- WORK TO BE COMPLETED -
The lines to find are those in the entries that hold the word "serde"; copy every one of them.

== SUPPLIED DATA ==

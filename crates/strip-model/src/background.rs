//! Strip background colours.

use std::fmt;
use std::str::FromStr;

use serde::{Deserialize, Deserializer, Serialize, Serializer};

/// Named background colours offered by the booth.
#[derive(Debug, Clone, Copy, PartialEq, Eq, Hash)]
pub enum PaletteColor {
    White,
    Pink,
    Mint,
    Lavender,
    Peach,
    SkyBlue,
    SoftYellow,
    Lilac,
    Aqua,
    Rose,
}

impl PaletteColor {
    pub const ALL: [PaletteColor; 10] = [
        PaletteColor::White,
        PaletteColor::Pink,
        PaletteColor::Mint,
        PaletteColor::Lavender,
        PaletteColor::Peach,
        PaletteColor::SkyBlue,
        PaletteColor::SoftYellow,
        PaletteColor::Lilac,
        PaletteColor::Aqua,
        PaletteColor::Rose,
    ];

    pub fn label(self) -> &'static str {
        match self {
            PaletteColor::White => "White",
            PaletteColor::Pink => "Pink",
            PaletteColor::Mint => "Mint",
            PaletteColor::Lavender => "Lavender",
            PaletteColor::Peach => "Peach",
            PaletteColor::SkyBlue => "Sky Blue",
            PaletteColor::SoftYellow => "Soft Yellow",
            PaletteColor::Lilac => "Lilac",
            PaletteColor::Aqua => "Aqua",
            PaletteColor::Rose => "Rose",
        }
    }

    pub fn rgb(self) -> [u8; 3] {
        match self {
            PaletteColor::White => [0xff, 0xff, 0xff],
            PaletteColor::Pink => [0xff, 0xd6, 0xd9],
            PaletteColor::Mint => [0xd6, 0xff, 0xe8],
            PaletteColor::Lavender => [0xf0, 0xd6, 0xff],
            PaletteColor::Peach => [0xff, 0xf0, 0xd6],
            PaletteColor::SkyBlue => [0xd6, 0xf0, 0xff],
            PaletteColor::SoftYellow => [0xff, 0xf6, 0xd6],
            PaletteColor::Lilac => [0xe6, 0xd6, 0xff],
            PaletteColor::Aqua => [0xd6, 0xff, 0xf6],
            PaletteColor::Rose => [0xff, 0xd6, 0xff],
        }
    }

    fn key(self) -> String {
        normalize_name(self.label())
    }
}

/// Background fill of a strip: a palette entry or any opaque RGB value.
#[derive(Debug, Clone, Copy, PartialEq, Eq, Hash)]
pub struct StripBackground {
    rgb: [u8; 3],
}

impl StripBackground {
    pub const WHITE: StripBackground = StripBackground {
        rgb: [0xff, 0xff, 0xff],
    };

    pub fn from_rgb(r: u8, g: u8, b: u8) -> Self {
        Self { rgb: [r, g, b] }
    }

    pub fn rgb(&self) -> [u8; 3] {
        self.rgb
    }

    pub fn rgba(&self) -> image::Rgba<u8> {
        let [r, g, b] = self.rgb;
        image::Rgba([r, g, b, 0xff])
    }

    /// `#rrggbb` form.
    pub fn hex(&self) -> String {
        let [r, g, b] = self.rgb;
        format!("#{r:02x}{g:02x}{b:02x}")
    }

    /// The palette entry with this exact colour, if any.
    pub fn palette_name(&self) -> Option<PaletteColor> {
        PaletteColor::ALL.into_iter().find(|c| c.rgb() == self.rgb)
    }
}

impl Default for StripBackground {
    fn default() -> Self {
        Self::WHITE
    }
}

impl From<PaletteColor> for StripBackground {
    fn from(color: PaletteColor) -> Self {
        Self { rgb: color.rgb() }
    }
}

impl fmt::Display for StripBackground {
    fn fmt(&self, f: &mut fmt::Formatter<'_>) -> fmt::Result {
        f.write_str(&self.hex())
    }
}

/// Returned for a background that is neither a palette name nor a hex colour.
#[derive(Debug, Clone, PartialEq, Eq, thiserror::Error)]
#[error("invalid background '{0}' (expected a palette name or #rrggbb)")]
pub struct InvalidBackground(pub String);

impl FromStr for StripBackground {
    type Err = InvalidBackground;

    fn from_str(s: &str) -> Result<Self, Self::Err> {
        let trimmed = s.trim();
        if let Some(hex) = trimmed.strip_prefix('#') {
            return parse_hex(hex).ok_or_else(|| InvalidBackground(s.to_string()));
        }

        let key = normalize_name(trimmed);
        PaletteColor::ALL
            .into_iter()
            .find(|c| c.key() == key)
            .map(StripBackground::from)
            .ok_or_else(|| InvalidBackground(s.to_string()))
    }
}

fn parse_hex(hex: &str) -> Option<StripBackground> {
    if !hex.chars().all(|c| c.is_ascii_hexdigit()) {
        return None;
    }
    match hex.len() {
        6 => {
            let r = u8::from_str_radix(&hex[0..2], 16).ok()?;
            let g = u8::from_str_radix(&hex[2..4], 16).ok()?;
            let b = u8::from_str_radix(&hex[4..6], 16).ok()?;
            Some(StripBackground::from_rgb(r, g, b))
        }
        3 => {
            let mut rgb = [0u8; 3];
            for (slot, c) in rgb.iter_mut().zip(hex.chars()) {
                let v = c.to_digit(16)? as u8;
                *slot = v * 17;
            }
            Some(StripBackground { rgb })
        }
        _ => None,
    }
}

fn normalize_name(name: &str) -> String {
    name.chars()
        .filter(|c| c.is_ascii_alphanumeric())
        .map(|c| c.to_ascii_lowercase())
        .collect()
}

impl Serialize for StripBackground {
    fn serialize<S: Serializer>(&self, serializer: S) -> Result<S::Ok, S::Error> {
        serializer.serialize_str(&self.hex())
    }
}

impl<'de> Deserialize<'de> for StripBackground {
    fn deserialize<D: Deserializer<'de>>(deserializer: D) -> Result<Self, D::Error> {
        let s = String::deserialize(deserializer)?;
        s.parse().map_err(serde::de::Error::custom)
    }
}
//! Snapstrip Render Engine
//!
//! Turns a burst of captured frames into a finished photo strip and
//! delivers it.
//!
//! # Pipeline
//!
//! ```text
//! CapturedFrame × N ──► decode (blocking pool, any order)
//!                              │
//!                              ▼
//!                     StripComposition ◄── CompletionBarrier
//!                       grid cells, then footer once
//!                              │
//!                              ▼
//!                       CompositedStrip
//!                              │
//!                              ▼
//!                     AssetExportGateway ──► photostrip.png
//!                              │
//!                              └──► PersistenceBoundary (background)
//! ```

pub mod caption;
pub mod compositor;
pub mod export;
pub mod store;

pub use caption::{FooterCaption, DEFAULT_CAPTION};
pub use compositor::*;
pub use export::*;
pub use store::*;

===

- FINISHED TASK -
use serde::{Deserialize, Deserializer, Serialize, Serializer};
        s.parse().map_err(serde::de::Error::custom)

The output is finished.